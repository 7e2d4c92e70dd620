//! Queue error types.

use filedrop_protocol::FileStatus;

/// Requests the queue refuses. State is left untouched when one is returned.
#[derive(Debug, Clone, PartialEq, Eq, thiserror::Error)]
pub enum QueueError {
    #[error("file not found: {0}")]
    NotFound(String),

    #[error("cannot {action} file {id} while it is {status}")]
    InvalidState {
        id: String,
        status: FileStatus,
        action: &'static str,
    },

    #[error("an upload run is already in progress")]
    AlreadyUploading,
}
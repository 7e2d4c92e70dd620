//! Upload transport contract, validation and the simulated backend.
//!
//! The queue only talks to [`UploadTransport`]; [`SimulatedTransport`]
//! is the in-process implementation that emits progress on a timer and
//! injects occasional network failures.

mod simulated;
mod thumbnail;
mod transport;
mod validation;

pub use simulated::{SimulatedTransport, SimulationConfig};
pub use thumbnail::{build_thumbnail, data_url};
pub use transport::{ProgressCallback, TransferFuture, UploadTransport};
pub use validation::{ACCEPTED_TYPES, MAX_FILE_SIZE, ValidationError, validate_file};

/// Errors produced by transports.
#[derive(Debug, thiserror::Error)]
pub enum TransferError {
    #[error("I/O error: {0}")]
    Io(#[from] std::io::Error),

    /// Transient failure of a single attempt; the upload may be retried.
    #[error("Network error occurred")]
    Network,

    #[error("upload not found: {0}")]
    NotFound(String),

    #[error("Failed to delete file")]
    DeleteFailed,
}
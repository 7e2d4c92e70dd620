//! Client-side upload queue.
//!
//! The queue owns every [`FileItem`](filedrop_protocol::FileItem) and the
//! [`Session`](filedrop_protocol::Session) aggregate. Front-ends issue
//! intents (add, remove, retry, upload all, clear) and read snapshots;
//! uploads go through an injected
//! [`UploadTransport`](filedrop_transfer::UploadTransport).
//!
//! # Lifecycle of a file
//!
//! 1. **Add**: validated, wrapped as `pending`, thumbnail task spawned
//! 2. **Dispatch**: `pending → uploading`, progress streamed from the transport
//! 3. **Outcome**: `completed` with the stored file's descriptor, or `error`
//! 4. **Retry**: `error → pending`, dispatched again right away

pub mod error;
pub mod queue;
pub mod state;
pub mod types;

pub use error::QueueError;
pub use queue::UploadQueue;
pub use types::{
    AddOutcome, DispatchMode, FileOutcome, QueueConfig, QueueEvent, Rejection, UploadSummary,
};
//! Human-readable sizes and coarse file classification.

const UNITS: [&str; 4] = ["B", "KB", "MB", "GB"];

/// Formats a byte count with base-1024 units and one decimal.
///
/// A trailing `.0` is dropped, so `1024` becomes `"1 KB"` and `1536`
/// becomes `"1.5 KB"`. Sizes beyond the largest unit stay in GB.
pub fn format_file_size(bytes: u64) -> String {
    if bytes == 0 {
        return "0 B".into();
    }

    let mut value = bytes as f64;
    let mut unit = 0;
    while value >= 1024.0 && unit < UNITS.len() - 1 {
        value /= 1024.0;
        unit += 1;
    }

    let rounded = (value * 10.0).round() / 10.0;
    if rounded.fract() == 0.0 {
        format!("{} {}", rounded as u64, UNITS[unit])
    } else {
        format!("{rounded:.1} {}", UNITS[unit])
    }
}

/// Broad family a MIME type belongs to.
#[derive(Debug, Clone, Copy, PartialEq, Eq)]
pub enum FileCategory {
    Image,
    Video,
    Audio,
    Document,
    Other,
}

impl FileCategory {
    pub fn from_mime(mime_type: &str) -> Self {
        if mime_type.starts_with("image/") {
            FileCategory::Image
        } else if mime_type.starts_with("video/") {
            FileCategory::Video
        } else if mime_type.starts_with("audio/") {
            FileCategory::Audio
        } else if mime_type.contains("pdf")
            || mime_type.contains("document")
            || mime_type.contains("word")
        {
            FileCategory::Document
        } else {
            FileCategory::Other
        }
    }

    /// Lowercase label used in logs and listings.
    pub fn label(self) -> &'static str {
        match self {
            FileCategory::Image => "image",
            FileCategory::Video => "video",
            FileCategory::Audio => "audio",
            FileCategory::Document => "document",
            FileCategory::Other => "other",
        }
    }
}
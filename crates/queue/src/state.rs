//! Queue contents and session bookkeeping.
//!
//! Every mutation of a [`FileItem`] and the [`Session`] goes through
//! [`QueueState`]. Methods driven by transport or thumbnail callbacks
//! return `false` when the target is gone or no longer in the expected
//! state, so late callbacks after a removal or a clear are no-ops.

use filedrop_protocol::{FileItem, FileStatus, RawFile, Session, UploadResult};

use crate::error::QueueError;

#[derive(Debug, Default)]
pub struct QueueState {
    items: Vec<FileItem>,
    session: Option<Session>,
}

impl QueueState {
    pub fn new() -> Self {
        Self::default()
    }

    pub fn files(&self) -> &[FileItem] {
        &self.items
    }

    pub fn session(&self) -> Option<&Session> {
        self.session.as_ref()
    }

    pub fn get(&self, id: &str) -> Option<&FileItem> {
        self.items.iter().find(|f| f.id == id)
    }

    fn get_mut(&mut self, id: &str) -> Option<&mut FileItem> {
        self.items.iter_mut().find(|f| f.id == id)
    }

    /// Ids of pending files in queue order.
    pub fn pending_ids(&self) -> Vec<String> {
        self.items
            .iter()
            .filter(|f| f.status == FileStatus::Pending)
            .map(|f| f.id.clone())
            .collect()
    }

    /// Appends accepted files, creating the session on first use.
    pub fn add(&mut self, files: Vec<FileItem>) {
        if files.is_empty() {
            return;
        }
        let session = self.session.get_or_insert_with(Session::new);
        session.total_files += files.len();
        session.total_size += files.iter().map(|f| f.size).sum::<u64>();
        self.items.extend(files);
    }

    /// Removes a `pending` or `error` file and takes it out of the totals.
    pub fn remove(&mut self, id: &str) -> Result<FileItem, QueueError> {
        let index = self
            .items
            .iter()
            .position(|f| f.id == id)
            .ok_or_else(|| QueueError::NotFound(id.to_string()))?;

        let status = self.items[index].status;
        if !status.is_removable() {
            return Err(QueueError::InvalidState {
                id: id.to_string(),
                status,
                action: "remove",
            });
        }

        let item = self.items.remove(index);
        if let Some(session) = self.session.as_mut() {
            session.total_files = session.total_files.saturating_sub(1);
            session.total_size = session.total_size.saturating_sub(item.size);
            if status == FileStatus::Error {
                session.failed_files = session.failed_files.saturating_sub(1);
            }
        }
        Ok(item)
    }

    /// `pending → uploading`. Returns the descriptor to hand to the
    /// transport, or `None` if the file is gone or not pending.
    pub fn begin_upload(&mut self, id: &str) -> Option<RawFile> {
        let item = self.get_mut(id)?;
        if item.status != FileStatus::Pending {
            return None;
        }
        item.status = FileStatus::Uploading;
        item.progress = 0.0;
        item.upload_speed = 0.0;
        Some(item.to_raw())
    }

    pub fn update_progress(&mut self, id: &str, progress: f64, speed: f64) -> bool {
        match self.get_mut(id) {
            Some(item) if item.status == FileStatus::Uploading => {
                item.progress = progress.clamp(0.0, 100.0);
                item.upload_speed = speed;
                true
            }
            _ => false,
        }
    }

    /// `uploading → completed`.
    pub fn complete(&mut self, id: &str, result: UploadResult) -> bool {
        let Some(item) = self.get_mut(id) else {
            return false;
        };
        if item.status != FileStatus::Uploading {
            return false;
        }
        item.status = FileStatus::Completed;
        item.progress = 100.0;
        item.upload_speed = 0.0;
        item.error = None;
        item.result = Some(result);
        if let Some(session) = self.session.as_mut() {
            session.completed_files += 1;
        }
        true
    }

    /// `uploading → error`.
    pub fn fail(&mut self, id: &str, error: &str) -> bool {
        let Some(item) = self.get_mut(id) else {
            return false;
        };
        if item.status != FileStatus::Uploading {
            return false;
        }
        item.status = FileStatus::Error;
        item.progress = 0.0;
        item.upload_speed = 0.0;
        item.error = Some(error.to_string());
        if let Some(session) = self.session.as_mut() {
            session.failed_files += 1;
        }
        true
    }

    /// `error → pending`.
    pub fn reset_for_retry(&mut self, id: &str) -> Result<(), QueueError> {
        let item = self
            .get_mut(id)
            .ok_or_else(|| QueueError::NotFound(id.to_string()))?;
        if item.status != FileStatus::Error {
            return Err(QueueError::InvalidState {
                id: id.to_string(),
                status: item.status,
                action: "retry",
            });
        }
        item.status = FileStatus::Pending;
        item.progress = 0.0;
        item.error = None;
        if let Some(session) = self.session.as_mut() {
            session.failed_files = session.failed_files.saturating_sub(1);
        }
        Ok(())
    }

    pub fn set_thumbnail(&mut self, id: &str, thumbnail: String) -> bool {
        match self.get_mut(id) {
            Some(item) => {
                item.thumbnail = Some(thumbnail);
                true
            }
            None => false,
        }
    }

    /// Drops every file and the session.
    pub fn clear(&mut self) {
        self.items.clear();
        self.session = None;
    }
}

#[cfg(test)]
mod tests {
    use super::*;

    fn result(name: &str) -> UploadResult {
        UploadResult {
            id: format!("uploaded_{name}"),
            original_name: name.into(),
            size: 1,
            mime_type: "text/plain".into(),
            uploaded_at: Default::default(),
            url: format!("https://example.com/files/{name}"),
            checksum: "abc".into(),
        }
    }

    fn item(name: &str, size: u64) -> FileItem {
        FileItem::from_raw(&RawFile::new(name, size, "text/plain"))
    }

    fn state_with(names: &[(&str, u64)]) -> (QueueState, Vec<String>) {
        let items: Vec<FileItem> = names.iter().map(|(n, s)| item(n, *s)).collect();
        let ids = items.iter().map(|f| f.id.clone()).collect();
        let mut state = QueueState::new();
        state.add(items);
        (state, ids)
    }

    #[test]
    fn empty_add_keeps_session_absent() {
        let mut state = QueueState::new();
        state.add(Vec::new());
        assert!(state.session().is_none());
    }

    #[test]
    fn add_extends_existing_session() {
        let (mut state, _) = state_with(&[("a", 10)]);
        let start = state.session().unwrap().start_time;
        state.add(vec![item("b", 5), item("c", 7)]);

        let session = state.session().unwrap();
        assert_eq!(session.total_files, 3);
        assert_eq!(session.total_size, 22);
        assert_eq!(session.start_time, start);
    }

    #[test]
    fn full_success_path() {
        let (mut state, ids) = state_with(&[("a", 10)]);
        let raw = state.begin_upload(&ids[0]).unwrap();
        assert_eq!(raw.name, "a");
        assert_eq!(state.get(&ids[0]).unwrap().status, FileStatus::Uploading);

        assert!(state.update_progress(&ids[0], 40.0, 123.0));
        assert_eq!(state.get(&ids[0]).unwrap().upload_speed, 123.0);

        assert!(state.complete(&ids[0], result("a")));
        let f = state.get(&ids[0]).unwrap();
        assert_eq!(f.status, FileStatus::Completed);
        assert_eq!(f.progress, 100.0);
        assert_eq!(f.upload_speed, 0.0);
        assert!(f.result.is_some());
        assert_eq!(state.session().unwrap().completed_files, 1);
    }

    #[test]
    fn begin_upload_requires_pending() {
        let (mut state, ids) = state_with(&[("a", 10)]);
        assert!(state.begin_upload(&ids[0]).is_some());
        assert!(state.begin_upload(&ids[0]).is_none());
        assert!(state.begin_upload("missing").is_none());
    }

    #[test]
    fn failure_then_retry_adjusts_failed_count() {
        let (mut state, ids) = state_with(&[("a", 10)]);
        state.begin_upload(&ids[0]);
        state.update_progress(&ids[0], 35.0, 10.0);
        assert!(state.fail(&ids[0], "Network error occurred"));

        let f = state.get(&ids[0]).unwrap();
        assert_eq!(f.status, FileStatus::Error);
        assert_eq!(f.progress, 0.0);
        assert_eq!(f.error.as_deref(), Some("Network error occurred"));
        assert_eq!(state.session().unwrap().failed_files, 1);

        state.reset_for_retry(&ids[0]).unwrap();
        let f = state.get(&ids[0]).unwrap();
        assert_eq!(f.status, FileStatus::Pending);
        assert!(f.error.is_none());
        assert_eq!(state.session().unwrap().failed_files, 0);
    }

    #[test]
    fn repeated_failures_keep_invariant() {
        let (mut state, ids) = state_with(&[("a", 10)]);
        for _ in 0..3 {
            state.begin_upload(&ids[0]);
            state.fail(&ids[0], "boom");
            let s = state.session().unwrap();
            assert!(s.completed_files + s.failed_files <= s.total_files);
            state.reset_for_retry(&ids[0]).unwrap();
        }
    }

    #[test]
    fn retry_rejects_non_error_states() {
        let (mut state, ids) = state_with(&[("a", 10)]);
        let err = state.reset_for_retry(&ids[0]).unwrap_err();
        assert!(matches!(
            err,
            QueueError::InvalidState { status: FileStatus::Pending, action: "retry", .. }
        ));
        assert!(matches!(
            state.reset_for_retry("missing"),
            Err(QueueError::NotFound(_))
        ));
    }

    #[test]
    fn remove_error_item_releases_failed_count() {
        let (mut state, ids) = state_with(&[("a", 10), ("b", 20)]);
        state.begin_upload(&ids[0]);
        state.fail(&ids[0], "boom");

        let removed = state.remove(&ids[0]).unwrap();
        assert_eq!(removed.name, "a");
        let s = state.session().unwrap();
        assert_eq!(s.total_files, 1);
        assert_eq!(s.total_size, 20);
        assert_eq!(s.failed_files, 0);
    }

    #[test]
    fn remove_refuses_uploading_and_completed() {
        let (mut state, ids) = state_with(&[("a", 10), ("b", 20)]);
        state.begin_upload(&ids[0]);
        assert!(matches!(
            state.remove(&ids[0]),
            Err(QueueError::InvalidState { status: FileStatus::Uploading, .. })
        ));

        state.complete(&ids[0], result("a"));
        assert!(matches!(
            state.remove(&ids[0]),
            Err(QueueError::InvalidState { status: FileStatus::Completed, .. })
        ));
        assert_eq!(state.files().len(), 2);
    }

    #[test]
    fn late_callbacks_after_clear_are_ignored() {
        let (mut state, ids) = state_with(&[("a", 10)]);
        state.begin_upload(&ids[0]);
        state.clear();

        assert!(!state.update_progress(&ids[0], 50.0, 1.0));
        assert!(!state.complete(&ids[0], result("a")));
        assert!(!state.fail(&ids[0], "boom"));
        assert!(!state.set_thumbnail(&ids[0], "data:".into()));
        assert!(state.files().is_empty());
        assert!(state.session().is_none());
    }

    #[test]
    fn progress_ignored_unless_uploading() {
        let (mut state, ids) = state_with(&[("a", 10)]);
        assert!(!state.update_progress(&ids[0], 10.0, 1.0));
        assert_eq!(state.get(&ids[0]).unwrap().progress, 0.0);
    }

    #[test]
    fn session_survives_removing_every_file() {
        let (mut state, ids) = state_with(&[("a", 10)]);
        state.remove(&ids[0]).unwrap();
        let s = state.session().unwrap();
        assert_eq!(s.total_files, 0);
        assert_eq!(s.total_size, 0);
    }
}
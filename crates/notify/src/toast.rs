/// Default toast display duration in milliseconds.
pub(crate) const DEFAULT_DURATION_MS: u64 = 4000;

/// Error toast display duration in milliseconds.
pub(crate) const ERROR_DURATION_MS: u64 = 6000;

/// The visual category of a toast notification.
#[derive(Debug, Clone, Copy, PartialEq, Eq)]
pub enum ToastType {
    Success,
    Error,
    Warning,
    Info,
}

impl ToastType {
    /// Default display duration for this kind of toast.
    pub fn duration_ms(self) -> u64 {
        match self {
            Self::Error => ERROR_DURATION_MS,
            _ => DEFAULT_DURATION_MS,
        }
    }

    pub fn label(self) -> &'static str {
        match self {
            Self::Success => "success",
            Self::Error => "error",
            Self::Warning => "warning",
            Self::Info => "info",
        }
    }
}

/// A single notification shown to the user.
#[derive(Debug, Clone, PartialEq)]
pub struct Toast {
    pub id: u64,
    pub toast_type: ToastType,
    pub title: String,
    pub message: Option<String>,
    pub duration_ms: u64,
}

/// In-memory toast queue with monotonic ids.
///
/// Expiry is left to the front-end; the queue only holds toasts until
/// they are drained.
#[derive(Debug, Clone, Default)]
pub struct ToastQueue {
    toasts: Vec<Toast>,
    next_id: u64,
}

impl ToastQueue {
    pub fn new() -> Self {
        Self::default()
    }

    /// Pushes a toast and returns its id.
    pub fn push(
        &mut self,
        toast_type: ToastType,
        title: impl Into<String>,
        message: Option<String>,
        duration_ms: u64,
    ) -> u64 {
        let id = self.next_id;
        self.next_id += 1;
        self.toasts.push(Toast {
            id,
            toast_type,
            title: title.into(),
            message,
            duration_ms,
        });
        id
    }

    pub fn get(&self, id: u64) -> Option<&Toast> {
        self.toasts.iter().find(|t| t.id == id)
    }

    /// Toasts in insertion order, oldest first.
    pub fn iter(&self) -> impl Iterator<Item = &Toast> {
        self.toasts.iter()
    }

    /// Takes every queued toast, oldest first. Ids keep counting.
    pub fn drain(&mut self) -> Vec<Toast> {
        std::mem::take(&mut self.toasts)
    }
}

★ ★ ★ ★ ★ ★ ★

### REQUIRED WORK
Beginning at the line above that contains "is dropped, so", return each line exactly through the line that contains "or thumbnail callbacks", and no others.

### ANSWER BOX
/// A trailing `.0` is dropped, so `1024` becomes `"1 KB"` and `1536`
/// becomes `"1.5 KB"`. Sizes beyond the largest unit stay in GB.
pub fn format_file_size(bytes: u64) -> String {
    if bytes == 0 {
        return "0 B".into();
    }

    let mut value = bytes as f64;
    let mut unit = 0;
    while value >= 1024.0 && unit < UNITS.len() - 1 {
        value /= 1024.0;
        unit += 1;
    }

    let rounded = (value * 10.0).round() / 10.0;
    if rounded.fract() == 0.0 {
        format!("{} {}", rounded as u64, UNITS[unit])
    } else {
        format!("{rounded:.1} {}", UNITS[unit])
    }
}

/// Broad family a MIME type belongs to.
#[derive(Debug, Clone, Copy, PartialEq, Eq)]
pub enum FileCategory {
    Image,
    Video,
    Audio,
    Document,
    Other,
}

impl FileCategory {
    pub fn from_mime(mime_type: &str) -> Self {
        if mime_type.starts_with("image/") {
            FileCategory::Image
        } else if mime_type.starts_with("video/") {
            FileCategory::Video
        } else if mime_type.starts_with("audio/") {
            FileCategory::Audio
        } else if mime_type.contains("pdf")
            || mime_type.contains("document")
            || mime_type.contains("word")
        {
            FileCategory::Document
        } else {
            FileCategory::Other
        }
    }

    /// Lowercase label used in logs and listings.
    pub fn label(self) -> &'static str {
        match self {
            FileCategory::Image => "image",
            FileCategory::Video => "video",
            FileCategory::Audio => "audio",
            FileCategory::Document => "document",
            FileCategory::Other => "other",
        }
    }
}
filename crates/queue/src/state.rs
//! Queue contents and session bookkeeping.
//!
//! Every mutation of a [`FileItem`] and the [`Session`] goes through
//! [`QueueState`]. Methods driven by transport or thumbnail callbacks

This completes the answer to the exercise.